What Is Tachyon Energy? The Physics and the Hype

Tachyon energy refers to two very different things depending on where you encounter the term. In theoretical physics, a tachyon is a hypothetical particle that would travel faster than light. In the wellness industry, “tachyon energy” is a marketing concept used to sell healing products and chamber sessions. These two uses share a name but almost nothing else, and understanding the distinction is key to evaluating any claims you come across.

The Physics Behind Tachyons

The idea of faster-than-light particles has been kicking around theoretical physics since 1962, when a group of physicists argued that such particles could exist without violating Einstein’s special relativity, as long as they were created already moving faster than light. In 1967, physicist Gerald Feinberg coined the term “tachyon” for these hypothetical particles, drawing from the Greek word for speed.

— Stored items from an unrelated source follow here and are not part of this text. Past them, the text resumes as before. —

//! Request lifecycle records.

use crate::decision::ConsensusDecision;
use chrono::{DateTime, Utc};
use serde::{Deserialize, Serialize};
use uuid::Uuid;

/// Lifecycle status of a stored request.
///
/// Transitions are monotonic: `processing → completed` or
/// `processing → failed`, nothing else.
#[derive(Debug, Clone, Copy, PartialEq, Eq, Serialize, Deserialize)]
#[serde(rename_all = "lowercase")]
pub enum RequestStatus {
    /// Orchestration is running.
    Processing,
    /// A consensus decision was produced.
    Completed,
    /// Orchestration ended without a decision.
    Failed,
}

impl RequestStatus {
    /// Whether the status admits no further transitions.
    pub fn is_terminal(&self) -> bool {
        matches!(self, Self::Completed | Self::Failed)
    }
}

impl std::fmt::Display for RequestStatus {
    fn fmt(&self, f: &mut std::fmt::Formatter<'_>) -> std::fmt::Result {
        match self {
            Self::Processing => write!(f, "processing"),
            Self::Completed => write!(f, "completed"),
            Self::Failed => write!(f, "failed"),
        }
    }
}

/// The durable lifecycle record of one request.
#[derive(Debug, Clone, PartialEq, Serialize, Deserialize)]
pub struct StoredRequest {
    /// Request identifier.
    pub id: Uuid,
    /// Current lifecycle status.
    pub status: RequestStatus,
    /// The decision, present once completed.
    #[serde(skip_serializing_if = "Option::is_none")]
    pub decision: Option<ConsensusDecision>,
    /// Failure reason, present once failed.
    #[serde(skip_serializing_if = "Option::is_none")]
    pub error: Option<String>,
    /// When the request was submitted.
    pub created_at: DateTime<Utc>,
    /// When the request reached a terminal status.
    #[serde(skip_serializing_if = "Option::is_none")]
    pub completed_at: Option<DateTime<Utc>>,
    /// Whether a deliberation thread was retained for this request.
    #[serde(default)]
    pub has_deliberation: bool,
}

impl StoredRequest {
    /// Creates the initial `processing` record for a new request.
    pub fn processing(id: Uuid, created_at: DateTime<Utc>) -> Self {
        Self {
            id,
            status: RequestStatus::Processing,
            decision: None,
            error: None,
            created_at,
            completed_at: None,
            has_deliberation: false,
        }
    }

    /// Produces the `completed` successor carrying the decision.
    pub fn completed(mut self, decision: ConsensusDecision) -> Self {
        self.status = RequestStatus::Completed;
        self.decision = Some(decision);
        self.error = None;
        self.completed_at = Some(Utc::now());
        self
    }

    /// Produces the `failed` successor carrying the reason.
    pub fn failed(mut self, error: impl Into<String>) -> Self {
        self.status = RequestStatus::Failed;
        self.error = Some(error.into());
        self.completed_at = Some(Utc::now());
        self
    }
}
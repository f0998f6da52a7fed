//! # Conclave Provider
//!
//! The boundary between the orchestration engine and LLM providers:
//!
//! - **ProviderPool**: the single trait through which the engine talks
//!   to council members. Real implementations hold the provider HTTP
//!   clients; this crate ships only the contract and a mock.
//! - **call_member**: the resilient wrapper around one member's call —
//!   per-attempt timeout, retries on retryable error kinds only,
//!   exponential backoff with jitter, and request-scoped cancellation.

mod call;
mod error;
mod mock;
mod pool;

pub use call::{backoff_delay, call_member};
pub use error::ProviderError;
pub use mock::MockProviderPool;
pub use pool::{PromptMessage, ProviderPool, ProviderReply, ProviderRequest};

What makes tachyons strange, even on paper, is their relationship to mass. In Einstein’s equations, accelerating a normal particle to the speed of light would require infinite energy. Tachyons supposedly sidestep this by having what physicists call “imaginary mass,” a mathematical property where the square of their mass is negative. This isn’t mass you could weigh on a scale. It’s a mathematical quirk that, in theory, would allow the equations to produce real values for energy while the particle exceeds light speed. For a tachyon, the speed of light would act as a floor rather than a ceiling: it could never slow down to light speed, just as ordinary matter can never speed up to it.

No Tachyon Has Ever Been Detected

Despite decades of searching, no experiment has produced credible evidence that tachyons exist. Scientists have looked in multiple ways: firing high-energy photons into lead targets, scanning cosmic ray showers for particles arriving faster than the shower front, analyzing particle collisions for missing mass signatures, and hunting for hypothetical tachyon-producing decays. Every search has come up empty.

A 1974 cosmic ray experiment initially reported “possible” evidence of tachyons in the form of detector pulses arriving ahead of the expected particle front. But when the same research group upgraded their equipment and ran the experiment again, they couldn’t reproduce the result. No other group has reproduced it either, including a 2020 cosmic ray search that likewise found nothing. In particle collision experiments, the handful of events that initially looked like tachyon candidates turned out to be measurement errors. When the particle tracks were re-examined more carefully, virtually all of them fell back into normal mass territory.

A comprehensive 2022 review of tachyon research acknowledged that no “extraordinary evidence” for tachyons has been found, invoking what’s sometimes called Sagan’s Criterion: extraordinary claims require extraordinary evidence. The review noted some circumstantial hints that certain neutrinos might behave like tachyons, but this remains speculative and far from established.

How the Wellness Industry Uses the Term

Outside of physics, “tachyon energy” has become a concept in alternative healing circles. Proponents describe it as a fundamental source energy that underlies all physical matter, essentially reframing the undetected hypothetical particle as a universal life force. Books like “Tachyon Energy: A New Paradigm in Holistic Healing” by David Wagner and Gabriel Cousens describe tachyon energy as “the source of all frequencies as well as the source of all healing,” claiming to bridge “the faster than light world of existence with our slower than light world of form.”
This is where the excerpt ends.